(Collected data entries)

>>>>

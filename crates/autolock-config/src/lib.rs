#![forbid(unsafe_code)]
#![deny(
    warnings,
    dead_code,
    unused,
    unused_imports,
    unused_must_use,
    unreachable_pub,
    clippy::all,
    clippy::pedantic,
    clippy::nursery,
    rustdoc::broken_intra_doc_links,
    rustdoc::bare_urls,
    missing_docs
)]
#![allow(clippy::module_name_repetitions)]

//! Auto-lock interval settings for the wallet.
//!
//! Layout: `defaults.rs` (storage key and bounds), `model.rs` (typed interval
//! and accessor state), `validate.rs` (bounds validator and input parsing),
//! `accessor.rs` (`IntervalAccessor`), `command.rs` (`UpdateCommand`),
//! `form.rs` (settings form state), `idle.rs` (`IdleLock`), `error.rs`.

pub mod accessor;
pub mod command;
pub mod defaults;
pub mod error;
pub mod form;
pub mod idle;
pub mod model;
pub mod validate;

pub use accessor::{IntervalAccessor, load_interval, load_stored_interval};
pub use command::UpdateCommand;
pub use defaults::{AUTO_LOCK_KEY, DEFAULT_MINUTES, MAX_MINUTES, MIN_MINUTES};
pub use error::{IntervalError, IntervalResult, ValidationError};
pub use form::AutoLockForm;
pub use idle::{IdleLock, LockState};
pub use model::{AccessorState, AutoLockInterval};
pub use validate::{parse_input, validate};
impl IntervalAccessor {
    /// Create an inactive accessor over `store`.
    #[must_use]
    pub fn new(store: Arc<dyn KeyValueStore>) -> Self {
        let (updates, _) = watch::channel(AccessorState::Uninitialized);
        Self {
            inner: Arc::new(AccessorInner {
                store,
                control: Mutex::new(LoadControl::default()),
                updates,
            }),
            subscription: None,
        }
    }

    /// Create an accessor over `store` and activate it.
    ///
    /// # Panics
    ///
    /// Panics when called outside a Tokio runtime.
    #[must_use]
    pub fn activated(store: Arc<dyn KeyValueStore>) -> Self {
        let mut accessor = Self::new(store);
        accessor.activate();
        accessor
    }

    /// Subscribe to store changes and start the initial read. No-op when
    /// already active.
    ///
    /// # Panics
    ///
    /// Panics when called outside a Tokio runtime.
    pub fn activate(&mut self) {
        let generation = {
            let mut control = self.inner.lock_control();
            if control.active {
                return;
            }
            control.active = true;
            control.generation += 1;
            control.loading = false;
            control.reload_pending = false;
            control.last_error = None;
            control.generation
        };

        self.inner.updates.send_replace(AccessorState::Loading);
        self.subscription = Some(self.inner.store.subscribe(change_listener(
            Arc::downgrade(&self.inner),
            generation,
        )));
        debug!(generation, "interval accessor activated");
        AccessorInner::request_load(&self.inner, generation);
    }

    /// Stop observing the store. Reads still in flight are discarded when
    /// they resolve.
    pub fn deactivate(&mut self) {
        {
            let mut control = self.inner.lock_control();
            if !control.active {
                return;
            }
            control.active = false;
            control.generation += 1;
            control.loading = false;
            control.reload_pending = false;
        }
        self.subscription = None;
        self.inner.updates.send_replace(AccessorState::Deactivated);
        debug!("interval accessor deactivated");
    }

    /// Whether the accessor is observing the store.
    #[must_use]
    pub fn is_active(&self) -> bool {
        self.inner.lock_control().active
    }

    /// Current state snapshot.
    #[must_use]
    pub fn state(&self) -> AccessorState {
        self.inner.updates.borrow().clone()
    }

    /// Last known interval; `None` until the first read completes.
    #[must_use]
    pub fn current_value(&self) -> Option<AutoLockInterval> {
        self.inner.updates.borrow().value()
    }

    /// Most recent read failure, cleared by the next successful read.
    #[must_use]
    pub fn last_error(&self) -> Option<String> {
        self.inner.lock_control().last_error.clone()
    }

    /// Receiver that observes every state transition.
    #[must_use]
    pub fn watch(&self) -> watch::Receiver<AccessorState> {
        self.inner.updates.subscribe()
    }

    /// Wait until a value is available.
    ///
    /// # Errors
    ///
    /// Returns [`IntervalError::Unavailable`] when the initial read failed and
    /// [`IntervalError::Inactive`] when the accessor is not active.
    pub async fn ready(&self) -> IntervalResult<AutoLockInterval> {
        let mut updates = self.watch();
        loop {
            let state = updates.borrow_and_update().clone();
            match state {
                AccessorState::Ready(interval) => return Ok(interval),
                AccessorState::Failed { detail } => {
                    return Err(IntervalError::Unavailable { detail });
                }
                AccessorState::Uninitialized | AccessorState::Deactivated => {
                    return Err(IntervalError::Inactive);
                }
                AccessorState::Loading => {}
            }
            updates
                .changed()
                .await
                .map_err(|_| IntervalError::Inactive)?;
        }
    }
}

impl Drop for IntervalAccessor {
    fn drop(&mut self) {
        self.deactivate();
    }
}

impl AccessorInner {
    fn lock_control(&self) -> MutexGuard<'_, LoadControl> {
        self.control.lock().unwrap_or_else(PoisonError::into_inner)
    }

    fn request_load(inner: &Arc<Self>, generation: u64) {
        {
            let mut control = inner.lock_control();
            if !control.active || control.generation != generation {
                return;
            }
            if control.loading {
                control.reload_pending = true;
                return;
            }
            control.loading = true;
        }

        let inner = Arc::clone(inner);
        tokio::spawn(async move {
            loop {
                let result = load_interval(inner.store.as_ref()).await;
                if !inner.finish_load(generation, result) {
                    break;
                }
            }
        });
    }

    /// Apply a completed read. Returns `true` when another read is owed.
    fn finish_load(&self, generation: u64, result: IntervalResult<AutoLockInterval>) -> bool {
        let mut control = self.lock_control();
        if !control.active || control.generation != generation {
            debug!(generation, "discarding read for inactive accessor");
            return false;
        }

        match result {
            Ok(interval) => {
                control.last_error = None;
                self.updates.send_if_modified(|state| {
                    if state.value() == Some(interval) {
                        false
                    } else {
                        *state = AccessorState::Ready(interval);
                        true
                    }
                });
                debug!(minutes = interval.minutes(), "auto-lock interval loaded");
            }
            Err(err) => {
                let detail = describe(&err);
                warn!(error = %detail, kind = err.kind(), "failed to load auto-lock interval");
                control.last_error = Some(detail.clone());
                self.updates.send_if_modified(|state| {
                    if state.value().is_some() {
                        false
                    } else {
                        *state = AccessorState::Failed { detail };
                        true
                    }
                });
            }
        }

        if control.reload_pending {
            control.reload_pending = false;
            true
        } else {
            control.loading = false;
            false
        }
    }
}

fn change_listener(inner: std::sync::Weak<AccessorInner>, generation: u64) -> ChangeListener {
    Arc::new(move |change: &StoreChange| {
        if !change.scope.affects(AUTO_LOCK_KEY) {
            return;
        }
        if let Some(inner) = inner.upgrade() {
            debug!(change_id = change.id, "auto-lock interval changed; re-reading");
            AccessorInner::request_load(&inner, generation);
        }
    })
}

fn describe(err: &IntervalError) -> String {
    let mut detail = err.to_string();
    let mut source = std::error::Error::source(err);
    while let Some(cause) = source {
        detail.push_str(": ");
        detail.push_str(&cause.to_string());
        source = cause.source();
    }
    detail
}

#[cfg(test)]
mod tests {
    use super::*;
    use crate::defaults::DEFAULT_MINUTES;
    use autolock_store::MemoryStore;
    use autolock_test_support::mocks::RecordingStore;
    use serde_json::json;
    use std::time::Duration;
    use tokio::time::timeout;

    const WAIT: Duration = Duration::from_secs(2);

    async fn wait_for_value(
        updates: &mut watch::Receiver<AccessorState>,
        expected: u32,
    ) -> AccessorState {
        timeout(WAIT, async {
            loop {
                let state = updates.borrow_and_update().clone();
                if state.value().map(AutoLockInterval::minutes) == Some(expected) {
                    return state;
                }
                updates.changed().await.expect("accessor alive");
            }
        })
        .await
        .expect("value should arrive")
    }

    #[tokio::test]
    async fn reports_default_when_store_is_empty() {
        let accessor = IntervalAccessor::activated(Arc::new(MemoryStore::new()));
        let interval = accessor.ready().await.unwrap();
        assert_eq!(interval.minutes(), DEFAULT_MINUTES);
        assert_eq!(accessor.current_value(), Some(interval));
    }

    #[tokio::test]
    async fn exposes_no_value_before_activation() {
        let accessor = IntervalAccessor::new(Arc::new(MemoryStore::new()));
        assert_eq!(accessor.state(), AccessorState::Uninitialized);
        assert_eq!(accessor.current_value(), None);
        assert!(matches!(accessor.ready().await, Err(IntervalError::Inactive)));
    }

    #[tokio::test]
    async fn notification_triggers_fresh_read() {
        let store = MemoryStore::with_entries([(AUTO_LOCK_KEY, json!(10))]);
        let accessor = IntervalAccessor::activated(Arc::new(store.clone()));
        assert_eq!(accessor.ready().await.unwrap().minutes(), 10);

        let mut updates = accessor.watch();
        store.context().set(AUTO_LOCK_KEY, json!(25)).await.unwrap();
        wait_for_value(&mut updates, 25).await;
        assert_eq!(accessor.current_value().map(AutoLockInterval::minutes), Some(25));
    }

    #[tokio::test]
    async fn unrelated_keys_do_not_trigger_reads() {
        let store = RecordingStore::new();
        let accessor = IntervalAccessor::activated(Arc::new(store.clone()));
        accessor.ready().await.unwrap();
        let reads = store.read_count();

        store.set("theme", json!("dark")).await.unwrap();
        tokio::time::sleep(Duration::from_millis(20)).await;
        assert_eq!(store.read_count(), reads);
    }

    #[tokio::test]
    async fn notification_during_initial_read_schedules_one_reload() {
        let store = RecordingStore::new();
        store.pause_reads();
        let accessor = IntervalAccessor::activated(Arc::new(store.clone()));
        store.wait_for_pending_read().await;

        store.inner().context().set(AUTO_LOCK_KEY, json!(20)).await.unwrap();
        store.inner().context().set(AUTO_LOCK_KEY, json!(21)).await.unwrap();
        tokio::time::sleep(Duration::from_millis(20)).await;
        store.resume_reads();

        let mut updates = accessor.watch();
        wait_for_value(&mut updates, 21).await;
        tokio::time::sleep(Duration::from_millis(20)).await;
        assert_eq!(store.read_count(), 2);
    }

    #[tokio::test]
    async fn deactivated_accessor_ignores_notifications_and_late_reads() {
        let store = RecordingStore::new();
        let mut accessor = IntervalAccessor::activated(Arc::new(store.clone()));
        accessor.ready().await.unwrap();

        store.pause_reads();
        store.inner().context().set(AUTO_LOCK_KEY, json!(8)).await.unwrap();
        store.wait_for_pending_read().await;
        accessor.deactivate();
        assert!(!accessor.is_active());
        store.resume_reads();

        let reads = store.read_count();
        store.inner().context().set(AUTO_LOCK_KEY, json!(9)).await.unwrap();
        tokio::time::sleep(Duration::from_millis(20)).await;

        assert_eq!(accessor.state(), AccessorState::Deactivated);
        assert_eq!(store.read_count(), reads);
    }

    #[tokio::test]
    async fn read_failure_without_value_marks_failed() {
        let store = RecordingStore::new();
        store.fail_reads(true);
        let accessor = IntervalAccessor::activated(Arc::new(store.clone()));

        let err = accessor.ready().await.unwrap_err();
        assert!(matches!(err, IntervalError::Unavailable { .. }));
        assert!(accessor.last_error().is_some());
    }

    #[tokio::test]
    async fn reload_failure_keeps_last_good_value() {
        let store = RecordingStore::new();
        let accessor = IntervalAccessor::activated(Arc::new(store.clone()));
        accessor.ready().await.unwrap();

        store.fail_reads(true);
        store.inner().context().set(AUTO_LOCK_KEY, json!(12)).await.unwrap();
        timeout(WAIT, async {
            while accessor.last_error().is_none() {
                tokio::time::sleep(Duration::from_millis(5)).await;
            }
        })
        .await
        .expect("reload failure recorded");

        assert_eq!(
            accessor.current_value().map(AutoLockInterval::minutes),
            Some(DEFAULT_MINUTES)
        );
    }

    #[tokio::test]
    async fn corrupt_stored_value_is_reported() {
        let store = MemoryStore::with_entries([(AUTO_LOCK_KEY, json!("soon"))]);
        let err = load_interval(&store).await.unwrap_err();
        assert!(matches!(err, IntervalError::CorruptStoredValue { .. }));

        let accessor = IntervalAccessor::activated(Arc::new(store));
        let err = accessor.ready().await.unwrap_err();
        match err {
            IntervalError::Unavailable { detail } => {
                assert!(detail.contains("must be an integer"), "{detail}");
            }
            other => panic!("unexpected error: {other:?}"),
        }
    }

    #[tokio::test]
    async fn stored_load_distinguishes_unset_from_default_value() {
        let store = RecordingStore::new();
        assert_eq!(load_stored_interval(&store).await.unwrap(), None);
        assert_eq!(load_interval(&store).await.unwrap(), AutoLockInterval::DEFAULT);

        store.set(AUTO_LOCK_KEY, json!(DEFAULT_MINUTES)).await.unwrap();
        let reads = store.read_count();
        assert_eq!(
            load_stored_interval(&store).await.unwrap(),
            Some(AutoLockInterval::DEFAULT)
        );
        assert_eq!(store.read_count(), reads + 1);
    }

    #[tokio::test]
    async fn reactivation_reads_again() {
        let store = MemoryStore::new();
        let mut accessor = IntervalAccessor::activated(Arc::new(store.clone()));
        accessor.ready().await.unwrap();
        accessor.deactivate();

        store.set(AUTO_LOCK_KEY, json!(30)).await.unwrap();
        accessor.activate();
        assert_eq!(accessor.ready().await.unwrap().minutes(), 30);
    }
}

<<<<

◆ **What the task requires**
What must be returned is the line with "async fn reactivation_reads_again()" plus every line after it to the end of the entries, exactly as they appear.

◆ **Problem solution**
    async fn reactivation_reads_again() {
        let store = MemoryStore::new();
        let mut accessor = IntervalAccessor::activated(Arc::new(store.clone()));
        accessor.ready().await.unwrap();
        accessor.deactivate();

        store.set(AUTO_LOCK_KEY, json!(30)).await.unwrap();
        accessor.activate();
        assert_eq!(accessor.ready().await.unwrap().minutes(), 30);
    }
}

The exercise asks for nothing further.